2009-12-18 Thread Marten Veldthuis
On Fri, 18 Dec 2009 22:21:54 +1100, Alex Ghitza  wrote:
> I heard about notmuch mail a few days ago and I started playing with
> it.  So far, it makes me very happy, but there are some things that I
> need to learn how to do.  I'll start with the most important one:
> tagging incoming messages automatically.

I've got a script somewhere which I invoke after each mail sync. I'll
give some examples from that for your list below.

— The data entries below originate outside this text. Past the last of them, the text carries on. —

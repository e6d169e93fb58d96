mod board;
mod error;
mod gui;
mod stepper;

pub use board::{Board, Cell};
pub use error::GridError;
pub use gui::{App, Config};
pub use stepper::{next_generation, next_generation_into};
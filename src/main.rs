#![warn(clippy::all)]

fn main() {
    use eframe::egui::{vec2, ViewportBuilder};

    env_logger::init();

    let options = eframe::NativeOptions {
        viewport: ViewportBuilder::default()
            .with_inner_size(vec2(960., 700.))
            .with_min_inner_size(vec2(640.0, 480.0)),
        follow_system_theme: false,
        default_theme: eframe::Theme::Light,
        ..Default::default()
    };
    eframe::run_native(
        "Game of Life",
        options,
        Box::new(|_cc| Ok(Box::new(lifegrid::App::new()))),
    )
    .unwrap();
}
use serde::ser::{Serialize, SerializeMap, Serializer};

/// One data record, keyed by column name.
///
/// Entries keep the header's column order. A column the source line did not
/// reach is simply absent.
#[derive(Debug, Clone, Default, PartialEq, Eq)]
pub struct Row {
    fields: Vec<(String, String)>,
}

impl Row {
    pub fn new() -> Self {
        Self::default()
    }

    pub fn get(&self, column: &str) -> Option<&str> {
        self.fields
            .iter()
            .find(|(name, _)| name == column)
            .map(|(_, value)| value.as_str())
    }

    pub fn contains(&self, column: &str) -> bool {
        self.fields.iter().any(|(name, _)| name == column)
    }

    /// Sets a column's value, replacing an existing entry in place.
    pub fn set(&mut self, column: &str, value: impl Into<String>) {
        let value = value.into();
        match self.fields.iter_mut().find(|(name, _)| name == column) {
            Some(entry) => entry.1 = value,
            None => self.fields.push((column.to_string(), value)),
        }
    }

    pub fn iter(&self) -> impl Iterator<Item = (&str, &str)> {
        self.fields.iter().map(|(k, v)| (k.as_str(), v.as_str()))
    }

    pub fn len(&self) -> usize {
        self.fields.len()
    }

    pub fn is_empty(&self) -> bool {
        self.fields.is_empty()
    }
}

impl<K: Into<String>, V: Into<String>> FromIterator<(K, V)> for Row {
    fn from_iter<I: IntoIterator<Item = (K, V)>>(iter: I) -> Self {
        let mut row = Row::new();
        for (k, v) in iter {
            row.set(&k.into(), v);
        }
        row
    }
}

impl Serialize for Row {
    fn serialize<S: Serializer>(&self, serializer: S) -> Result<S::Ok, S::Error> {
        let mut map = serializer.serialize_map(Some(self.fields.len()))?;
        for (k, v) in &self.fields {
            map.serialize_entry(k, v)?;
        }
        map.end()
    }
}

/// A successfully parsed CSV file: unique header names plus its data rows in
/// source order.
#[derive(Debug, Clone, PartialEq, Eq, serde::Serialize)]
pub struct CsvDocument {
    columns: Vec<String>,
    rows: Vec<Row>,
}

impl CsvDocument {
    pub fn new(columns: Vec<String>, rows: Vec<Row>) -> Self {
        Self { columns, rows }
    }

    pub fn columns(&self) -> &[String] {
        &self.columns
    }

    pub fn rows(&self) -> &[Row] {
        &self.rows
    }

    pub fn row_count(&self) -> usize {
        self.rows.len()
    }

    pub fn into_parts(self) -> (Vec<String>, Vec<Row>) {
        (self.columns, self.rows)
    }
}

> What is the recommended way of achieving this?  There is a variety of
> things that I would like to automatically do to incoming mail:
> - if it comes from a mailing list (e.g. notmuch), tag it +notmuch and
>   +unread, but not +inbox

notmuch tag +list +notmuch -inbox  to:notmuch at notmuchmail.organd not 
tag:notmuch and tag:inbox

> - if it's one of the numerous pointless weekly newsletters that I'm
>   getting from my university, tag it +unimelb, but not +unread or
>   +inbox 

notmuch tag +unimelb -unread -inbox   to:foo and not tag:unimelb and tag:unread 
and tag:inbox

> - if it is coming from me, tag it +sent, but not +unread or +inbox

Not quite sure. Currently I'm not doing this, don't know if this is
possible within a single incantation of notmuch-tag. I think you
probably need a first search to get message ids, and then tag only those
message ids (doing it like the others above would tag all messages in
the thread with sent, which is probably not what you want).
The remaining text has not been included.